§ **TO DO**: Print every line of the listing below, starting with the line that holds "let prev_state = self.ctx.set_running(task);" and going on through the line that holds "self.ctx.advance_time(until - from);", both included, and print nothing else.

§ **DATASET CONTENT**:
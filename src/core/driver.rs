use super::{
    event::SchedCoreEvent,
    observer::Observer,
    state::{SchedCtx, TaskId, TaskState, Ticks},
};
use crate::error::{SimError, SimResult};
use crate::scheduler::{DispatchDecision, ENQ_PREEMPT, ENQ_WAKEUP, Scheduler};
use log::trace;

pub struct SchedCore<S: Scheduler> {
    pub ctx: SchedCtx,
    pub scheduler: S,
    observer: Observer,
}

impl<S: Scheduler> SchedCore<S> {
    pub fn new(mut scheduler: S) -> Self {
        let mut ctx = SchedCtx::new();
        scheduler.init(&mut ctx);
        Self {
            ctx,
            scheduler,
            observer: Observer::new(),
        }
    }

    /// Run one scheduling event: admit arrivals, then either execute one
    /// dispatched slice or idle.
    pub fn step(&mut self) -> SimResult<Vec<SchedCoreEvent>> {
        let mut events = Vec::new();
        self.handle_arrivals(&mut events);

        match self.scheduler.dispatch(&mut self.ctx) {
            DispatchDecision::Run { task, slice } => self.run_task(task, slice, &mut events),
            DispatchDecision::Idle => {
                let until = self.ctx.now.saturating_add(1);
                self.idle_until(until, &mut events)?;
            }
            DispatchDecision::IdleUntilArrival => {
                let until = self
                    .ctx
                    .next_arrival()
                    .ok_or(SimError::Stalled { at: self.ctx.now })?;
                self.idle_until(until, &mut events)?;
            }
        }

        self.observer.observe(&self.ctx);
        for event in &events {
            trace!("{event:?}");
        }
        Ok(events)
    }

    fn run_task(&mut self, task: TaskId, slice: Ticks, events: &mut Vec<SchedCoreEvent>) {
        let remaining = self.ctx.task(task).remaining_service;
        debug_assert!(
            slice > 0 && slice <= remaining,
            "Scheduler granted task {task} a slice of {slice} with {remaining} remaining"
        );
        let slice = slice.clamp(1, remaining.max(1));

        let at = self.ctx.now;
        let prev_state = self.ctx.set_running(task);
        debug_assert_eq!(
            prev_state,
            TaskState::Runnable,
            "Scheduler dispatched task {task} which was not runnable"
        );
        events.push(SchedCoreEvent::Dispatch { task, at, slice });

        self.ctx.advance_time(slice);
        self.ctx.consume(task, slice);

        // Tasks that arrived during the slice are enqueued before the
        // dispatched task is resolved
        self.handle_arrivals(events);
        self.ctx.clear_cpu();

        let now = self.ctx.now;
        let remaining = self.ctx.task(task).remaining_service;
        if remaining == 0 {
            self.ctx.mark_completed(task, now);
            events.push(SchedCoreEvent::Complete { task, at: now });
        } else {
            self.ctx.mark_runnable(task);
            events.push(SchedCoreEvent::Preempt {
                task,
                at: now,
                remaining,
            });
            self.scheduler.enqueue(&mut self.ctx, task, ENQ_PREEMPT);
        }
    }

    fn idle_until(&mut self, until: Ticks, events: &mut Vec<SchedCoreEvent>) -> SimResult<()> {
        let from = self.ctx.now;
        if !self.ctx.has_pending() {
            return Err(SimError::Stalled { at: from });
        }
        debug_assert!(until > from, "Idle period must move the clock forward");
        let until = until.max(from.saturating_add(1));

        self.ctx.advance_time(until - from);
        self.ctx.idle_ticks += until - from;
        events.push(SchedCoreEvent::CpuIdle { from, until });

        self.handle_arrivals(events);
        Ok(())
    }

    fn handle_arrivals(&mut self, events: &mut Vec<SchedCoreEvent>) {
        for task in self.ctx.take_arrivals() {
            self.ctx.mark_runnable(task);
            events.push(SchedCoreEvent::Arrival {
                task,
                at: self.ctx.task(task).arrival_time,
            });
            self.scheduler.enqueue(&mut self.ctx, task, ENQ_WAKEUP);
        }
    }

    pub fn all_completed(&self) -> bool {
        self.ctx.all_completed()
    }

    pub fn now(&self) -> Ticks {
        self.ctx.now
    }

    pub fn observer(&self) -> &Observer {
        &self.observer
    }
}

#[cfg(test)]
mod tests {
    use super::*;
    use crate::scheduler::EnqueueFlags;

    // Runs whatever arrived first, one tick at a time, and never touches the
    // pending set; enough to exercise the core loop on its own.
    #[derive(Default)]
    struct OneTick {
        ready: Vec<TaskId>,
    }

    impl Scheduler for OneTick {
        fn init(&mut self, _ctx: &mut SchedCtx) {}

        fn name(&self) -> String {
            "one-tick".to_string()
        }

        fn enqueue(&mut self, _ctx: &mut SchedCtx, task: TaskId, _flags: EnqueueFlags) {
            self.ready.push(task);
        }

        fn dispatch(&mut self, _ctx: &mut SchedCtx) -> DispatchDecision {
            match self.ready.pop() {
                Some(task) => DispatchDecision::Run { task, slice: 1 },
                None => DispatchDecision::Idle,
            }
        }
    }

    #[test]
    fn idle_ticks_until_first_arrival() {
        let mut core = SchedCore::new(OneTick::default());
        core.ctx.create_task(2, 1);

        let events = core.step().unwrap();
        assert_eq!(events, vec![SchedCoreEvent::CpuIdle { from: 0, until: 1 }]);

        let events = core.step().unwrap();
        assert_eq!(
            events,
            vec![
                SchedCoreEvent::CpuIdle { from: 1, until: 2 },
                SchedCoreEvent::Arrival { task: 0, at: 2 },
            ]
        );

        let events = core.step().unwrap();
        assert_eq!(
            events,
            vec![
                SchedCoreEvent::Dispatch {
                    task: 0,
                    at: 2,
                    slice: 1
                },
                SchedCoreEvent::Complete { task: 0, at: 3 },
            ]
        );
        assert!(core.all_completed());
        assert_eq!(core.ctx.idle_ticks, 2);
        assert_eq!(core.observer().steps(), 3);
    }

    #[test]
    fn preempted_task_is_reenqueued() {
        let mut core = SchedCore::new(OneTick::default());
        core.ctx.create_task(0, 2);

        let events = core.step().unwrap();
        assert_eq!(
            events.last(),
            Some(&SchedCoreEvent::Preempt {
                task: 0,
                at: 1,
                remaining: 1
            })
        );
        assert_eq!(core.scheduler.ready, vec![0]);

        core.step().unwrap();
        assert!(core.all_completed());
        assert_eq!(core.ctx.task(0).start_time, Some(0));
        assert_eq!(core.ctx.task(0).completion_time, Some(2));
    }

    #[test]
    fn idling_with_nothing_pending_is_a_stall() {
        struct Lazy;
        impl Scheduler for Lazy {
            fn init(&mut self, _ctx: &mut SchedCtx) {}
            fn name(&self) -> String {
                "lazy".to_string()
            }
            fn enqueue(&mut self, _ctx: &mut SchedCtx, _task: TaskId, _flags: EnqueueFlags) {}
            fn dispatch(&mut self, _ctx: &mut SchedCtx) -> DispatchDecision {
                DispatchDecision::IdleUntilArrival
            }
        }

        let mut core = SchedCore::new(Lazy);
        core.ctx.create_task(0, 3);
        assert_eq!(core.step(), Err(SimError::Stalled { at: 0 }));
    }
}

§ **OUTPUT**:
        let prev_state = self.ctx.set_running(task);
        debug_assert_eq!(
            prev_state,
            TaskState::Runnable,
            "Scheduler dispatched task {task} which was not runnable"
        );
        events.push(SchedCoreEvent::Dispatch { task, at, slice });

        self.ctx.advance_time(slice);
        self.ctx.consume(task, slice);

        // Tasks that arrived during the slice are enqueued before the
        // dispatched task is resolved
        self.handle_arrivals(events);
        self.ctx.clear_cpu();

        let now = self.ctx.now;
        let remaining = self.ctx.task(task).remaining_service;
        if remaining == 0 {
            self.ctx.mark_completed(task, now);
            events.push(SchedCoreEvent::Complete { task, at: now });
        } else {
            self.ctx.mark_runnable(task);
            events.push(SchedCoreEvent::Preempt {
                task,
                at: now,
                remaining,
            });
            self.scheduler.enqueue(&mut self.ctx, task, ENQ_PREEMPT);
        }
    }

    fn idle_until(&mut self, until: Ticks, events: &mut Vec<SchedCoreEvent>) -> SimResult<()> {
        let from = self.ctx.now;
        if !self.ctx.has_pending() {
            return Err(SimError::Stalled { at: from });
        }
        debug_assert!(until > from, "Idle period must move the clock forward");
        let until = until.max(from.saturating_add(1));

        self.ctx.advance_time(until - from);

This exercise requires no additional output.